→ **Task statement**
The records that follow must all be duplicated exactly.

Stored data
--- START ---
//! Client configuration loading
//!
//! Settings resolve in priority order:
//! 1. Command-line argument (highest priority)
//! 2. Environment variable
//! 3. TOML config file
//! 4. Compiled default (fallback)
//!
//! A missing config file is normal and yields defaults. A config file that
//! exists but cannot be read or parsed is an error.

use crate::{Error, Result};
use serde::Deserialize;
use std::path::{Path, PathBuf};
use std::time::Duration;
use tracing::{debug, info};

/// Application directory name under the platform config dir
pub const APP_DIR_NAME: &str = "bratgen";

/// Environment variable overriding the render server URL
pub const ENV_SERVER_URL: &str = "BRATGEN_SERVER_URL";

/// Environment variable overriding the config file location
pub const ENV_CONFIG_PATH: &str = "BRATGEN_CONFIG";

/// Bootstrap configuration loaded from TOML
#[derive(Debug, Clone, PartialEq, Deserialize)]
#[serde(default)]
pub struct ClientConfig {
    /// Base URL of the render server
    pub server_url: String,

    /// Per-request HTTP timeout in milliseconds
    pub request_timeout_ms: u64,

    /// Status polling policy
    pub poll: PollPolicy,

    /// Logging configuration
    pub logging: LoggingConfig,
}

impl Default for ClientConfig {
    fn default() -> Self {
        Self {
            server_url: "http://127.0.0.1:8000".to_string(),
            request_timeout_ms: 30_000,
            poll: PollPolicy::default(),
            logging: LoggingConfig::default(),
        }
    }
}

impl ClientConfig {
    /// Parse configuration from TOML text; absent keys take defaults
    pub fn from_toml_str(content: &str) -> Result<Self> {
        Ok(toml::from_str(content)?)
    }

    /// Load configuration from a TOML file
    pub fn from_file(path: &Path) -> Result<Self> {
        let content = std::fs::read_to_string(path)
            .map_err(|e| Error::Config(format!("Failed to read config file {:?}: {}", path, e)))?;
        Self::from_toml_str(&content)
            .map_err(|e| Error::Config(format!("Failed to parse config file {:?}: {}", path, e)))
    }

    /// Resolve configuration from all sources.
    ///
    /// `cli_config` and `cli_server_url` are the command-line values; the
    /// environment is consulted for whichever of them is absent.
    pub fn resolve(cli_config: Option<&Path>, cli_server_url: Option<&str>) -> Result<Self> {
        let config_path = match cli_config {
            Some(path) => Some(path.to_path_buf()),
            None => match std::env::var(ENV_CONFIG_PATH) {
                Ok(path) => Some(PathBuf::from(path)),
                Err(_) => default_config_file().filter(|path| path.exists()),
            },
        };

        let mut config = match config_path {
            Some(path) => {
                let config = Self::from_file(&path)?;
                info!("Loaded configuration from {}", path.display());
                config
            }
            None => {
                debug!("No config file found, using defaults");
                Self::default()
            }
        };

        if let Some(url) = cli_server_url {
            config.server_url = url.to_string();
        } else if let Ok(url) = std::env::var(ENV_SERVER_URL) {
            config.server_url = url;
        }

        config.validate()?;
        Ok(config)
    }

    /// Reject values that would make the client unusable
    pub fn validate(&self) -> Result<()> {
        if self.server_url.trim().is_empty() {
            return Err(Error::Config("server_url must not be empty".to_string()));
        }
        if self.request_timeout_ms == 0 {
            return Err(Error::Config("request_timeout_ms must be positive".to_string()));
        }
        self.poll.validate()
    }

    pub fn request_timeout(&self) -> Duration {
        Duration::from_millis(self.request_timeout_ms)
    }
}

/// How the client polls job status
///
/// Defaults poll every 2 seconds forever, ignoring transient failures.
/// `max_consecutive_failures` bounds how many failed polls in a row are
/// tolerated; `backoff_multiplier` stretches the interval after each failed
/// poll (capped at `max_interval_ms`) and resets on the next success.
#[derive(Debug, Clone, PartialEq, Deserialize)]
#[serde(default)]
pub struct PollPolicy {
    pub interval_ms: u64,
    pub max_consecutive_failures: Option<u32>,
    pub backoff_multiplier: f64,
    pub max_interval_ms: u64,
}

impl Default for PollPolicy {
    fn default() -> Self {
        Self {
            interval_ms: 2_000,
            max_consecutive_failures: None,
            backoff_multiplier: 1.0,
            max_interval_ms: 30_000,
        }
    }
}

impl PollPolicy {
    /// Fixed-interval policy with no failure ceiling
    pub fn fixed(interval: Duration) -> Self {
        Self {
            interval_ms: interval.as_millis() as u64,
            ..Self::default()
        }
    }

    pub fn interval(&self) -> Duration {
        Duration::from_millis(self.interval_ms)
    }

    /// Delay before the next poll after `consecutive_failures` failed polls
    pub fn delay_after_failures(&self, consecutive_failures: u32) -> Duration {
        if consecutive_failures == 0 || self.backoff_multiplier <= 1.0 {
            return self.interval();
        }

        let factor = self.backoff_multiplier.powi(consecutive_failures.min(64) as i32);
        let stretched = (self.interval_ms as f64 * factor).min(self.max_interval_ms as f64);
        Duration::from_millis(stretched.max(self.interval_ms as f64) as u64)
    }

    /// True once `consecutive_failures` reaches the configured ceiling
    pub fn gives_up_after(&self, consecutive_failures: u32) -> bool {
        self.max_consecutive_failures
            .map_or(false, |max| consecutive_failures >= max)
    }

    pub fn validate(&self) -> Result<()> {
        if self.interval_ms == 0 {
            return Err(Error::Config("poll.interval_ms must be positive".to_string()));
        }
        if !self.backoff_multiplier.is_finite() || self.backoff_multiplier < 1.0 {
            return Err(Error::Config(
                "poll.backoff_multiplier must be at least 1.0".to_string(),
            ));
        }
        if self.max_consecutive_failures == Some(0) {
            return Err(Error::Config(
                "poll.max_consecutive_failures must be positive when set".to_string(),
            ));
        }
        Ok(())
    }
}

/// Logging configuration
#[derive(Debug, Clone, PartialEq, Deserialize)]
#[serde(default)]
pub struct LoggingConfig {
    /// Log level (trace, debug, info, warn, error)
    pub level: String,
}

impl Default for LoggingConfig {
    fn default() -> Self {
        Self {
            level: "info".to_string(),
        }
    }
}

/// Platform config directory for bratgen (`~/.config/bratgen` on Linux)
pub fn config_dir() -> Result<PathBuf> {
    dirs::config_dir()
        .map(|d| d.join(APP_DIR_NAME))
        .ok_or_else(|| Error::Config("Could not determine config directory".to_string()))
}

/// Default config file path, if the platform has a config directory
pub fn default_config_file() -> Option<PathBuf> {
    config_dir().ok().map(|d| d.join("config.toml"))
}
--- END ---
→ **Exercise result**
//! Client configuration loading
//!
//! Settings resolve in priority order:
//! 1. Command-line argument (highest priority)
//! 2. Environment variable
//! 3. TOML config file
//! 4. Compiled default (fallback)
//!
//! A missing config file is normal and yields defaults. A config file that
//! exists but cannot be read or parsed is an error.

use crate::{Error, Result};
use serde::Deserialize;
use std::path::{Path, PathBuf};
use std::time::Duration;
use tracing::{debug, info};

/// Application directory name under the platform config dir
pub const APP_DIR_NAME: &str = "bratgen";

/// Environment variable overriding the render server URL
pub const ENV_SERVER_URL: &str = "BRATGEN_SERVER_URL";

/// Environment variable overriding the config file location
pub const ENV_CONFIG_PATH: &str = "BRATGEN_CONFIG";

/// Bootstrap configuration loaded from TOML
#[derive(Debug, Clone, PartialEq, Deserialize)]
#[serde(default)]
pub struct ClientConfig {
    /// Base URL of the render server
    pub server_url: String,

    /// Per-request HTTP timeout in milliseconds
    pub request_timeout_ms: u64,

    /// Status polling policy
    pub poll: PollPolicy,

    /// Logging configuration
    pub logging: LoggingConfig,
}

impl Default for ClientConfig {
    fn default() -> Self {
        Self {
            server_url: "http://127.0.0.1:8000".to_string(),
            request_timeout_ms: 30_000,
            poll: PollPolicy::default(),
            logging: LoggingConfig::default(),
        }
    }
}

impl ClientConfig {
    /// Parse configuration from TOML text; absent keys take defaults
    pub fn from_toml_str(content: &str) -> Result<Self> {
        Ok(toml::from_str(content)?)
    }

    /// Load configuration from a TOML file
    pub fn from_file(path: &Path) -> Result<Self> {
        let content = std::fs::read_to_string(path)
            .map_err(|e| Error::Config(format!("Failed to read config file {:?}: {}", path, e)))?;
        Self::from_toml_str(&content)
            .map_err(|e| Error::Config(format!("Failed to parse config file {:?}: {}", path, e)))
    }

    /// Resolve configuration from all sources.
    ///
    /// `cli_config` and `cli_server_url` are the command-line values; the
    /// environment is consulted for whichever of them is absent.
    pub fn resolve(cli_config: Option<&Path>, cli_server_url: Option<&str>) -> Result<Self> {
        let config_path = match cli_config {
            Some(path) => Some(path.to_path_buf()),
            None => match std::env::var(ENV_CONFIG_PATH) {
                Ok(path) => Some(PathBuf::from(path)),
                Err(_) => default_config_file().filter(|path| path.exists()),
            },
        };

        let mut config = match config_path {
            Some(path) => {
                let config = Self::from_file(&path)?;
                info!("Loaded configuration from {}", path.display());
                config
            }
            None => {
                debug!("No config file found, using defaults");
                Self::default()
            }
        };

        if let Some(url) = cli_server_url {
            config.server_url = url.to_string();
        } else if let Ok(url) = std::env::var(ENV_SERVER_URL) {
            config.server_url = url;
        }

        config.validate()?;
        Ok(config)
    }

    /// Reject values that would make the client unusable
    pub fn validate(&self) -> Result<()> {
        if self.server_url.trim().is_empty() {
            return Err(Error::Config("server_url must not be empty".to_string()));
        }
        if self.request_timeout_ms == 0 {
            return Err(Error::Config("request_timeout_ms must be positive".to_string()));
        }
        self.poll.validate()
    }

    pub fn request_timeout(&self) -> Duration {
        Duration::from_millis(self.request_timeout_ms)
    }
}

/// How the client polls job status
///
/// Defaults poll every 2 seconds forever, ignoring transient failures.
/// `max_consecutive_failures` bounds how many failed polls in a row are
/// tolerated; `backoff_multiplier` stretches the interval after each failed
/// poll (capped at `max_interval_ms`) and resets on the next success.
#[derive(Debug, Clone, PartialEq, Deserialize)]
#[serde(default)]
pub struct PollPolicy {
    pub interval_ms: u64,
    pub max_consecutive_failures: Option<u32>,
    pub backoff_multiplier: f64,
    pub max_interval_ms: u64,
}

impl Default for PollPolicy {
    fn default() -> Self {
        Self {
            interval_ms: 2_000,
            max_consecutive_failures: None,
            backoff_multiplier: 1.0,
            max_interval_ms: 30_000,
        }
    }
}

impl PollPolicy {
    /// Fixed-interval policy with no failure ceiling
    pub fn fixed(interval: Duration) -> Self {
        Self {
            interval_ms: interval.as_millis() as u64,
            ..Self::default()
        }
    }

    pub fn interval(&self) -> Duration {
        Duration::from_millis(self.interval_ms)
    }

    /// Delay before the next poll after `consecutive_failures` failed polls
    pub fn delay_after_failures(&self, consecutive_failures: u32) -> Duration {
        if consecutive_failures == 0 || self.backoff_multiplier <= 1.0 {
            return self.interval();
        }

        let factor = self.backoff_multiplier.powi(consecutive_failures.min(64) as i32);
        let stretched = (self.interval_ms as f64 * factor).min(self.max_interval_ms as f64);
        Duration::from_millis(stretched.max(self.interval_ms as f64) as u64)
    }

    /// True once `consecutive_failures` reaches the configured ceiling
    pub fn gives_up_after(&self, consecutive_failures: u32) -> bool {
        self.max_consecutive_failures
            .map_or(false, |max| consecutive_failures >= max)
    }

    pub fn validate(&self) -> Result<()> {
        if self.interval_ms == 0 {
            return Err(Error::Config("poll.interval_ms must be positive".to_string()));
        }
        if !self.backoff_multiplier.is_finite() || self.backoff_multiplier < 1.0 {
            return Err(Error::Config(
                "poll.backoff_multiplier must be at least 1.0".to_string(),
            ));
        }
        if self.max_consecutive_failures == Some(0) {
            return Err(Error::Config(
                "poll.max_consecutive_failures must be positive when set".to_string(),
            ));
        }
        Ok(())
    }
}

/// Logging configuration
#[derive(Debug, Clone, PartialEq, Deserialize)]
#[serde(default)]
pub struct LoggingConfig {
    /// Log level (trace, debug, info, warn, error)
    pub level: String,
}

impl Default for LoggingConfig {
    fn default() -> Self {
        Self {
            level: "info".to_string(),
        }
    }
}

/// Platform config directory for bratgen (`~/.config/bratgen` on Linux)
pub fn config_dir() -> Result<PathBuf> {
    dirs::config_dir()
        .map(|d| d.join(APP_DIR_NAME))
        .ok_or_else(|| Error::Config("Could not determine config directory".to_string()))
}

/// Default config file path, if the platform has a config directory
pub fn default_config_file() -> Option<PathBuf> {
    config_dir().ok().map(|d| d.join("config.toml"))
}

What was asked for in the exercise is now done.